PROBLEM TO WORK ON. Each record must be repeated exactly as it stands.

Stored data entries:
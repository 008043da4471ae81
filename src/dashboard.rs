//! ==============================================================================
//! dashboard.rs - single-page html dashboard
//! ==============================================================================
//!
//! purpose:
//!     serves the page that polls /api/data. the page itself is static; the
//!     only server-side values are the poll period and the version string.
//!
//! degradation:
//!     if a poll fails the page keeps the last good assessment on screen and
//!     shows a "stale" banner instead of blanking out.
//!
//! ==============================================================================

const TEMPLATE: &str = include_str!("../templates/dashboard.html");

pub fn render(refresh_ms: u64) -> String {
    TEMPLATE
        .replace("{{refresh_ms}}", &refresh_ms.to_string())
        .replace("{{version}}", env!("CARGO_PKG_VERSION"))
}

REPLY.
repository 008043da4471ae81
filename src/dashboard.rs
//! ==============================================================================
//! dashboard.rs - single-page html dashboard
//! ==============================================================================
//!
//! purpose:
//!     serves the page that polls /api/data. the page itself is static; the
//!     only server-side values are the poll period and the version string.
//!
//! degradation:
//!     if a poll fails the page keeps the last good assessment on screen and
//!     shows a "stale" banner instead of blanking out.
//!
//! ==============================================================================

const TEMPLATE: &str = include_str!("../templates/dashboard.html");

pub fn render(refresh_ms: u64) -> String {
    TEMPLATE
        .replace("{{refresh_ms}}", &refresh_ms.to_string())
        .replace("{{version}}", env!("CARGO_PKG_VERSION"))
}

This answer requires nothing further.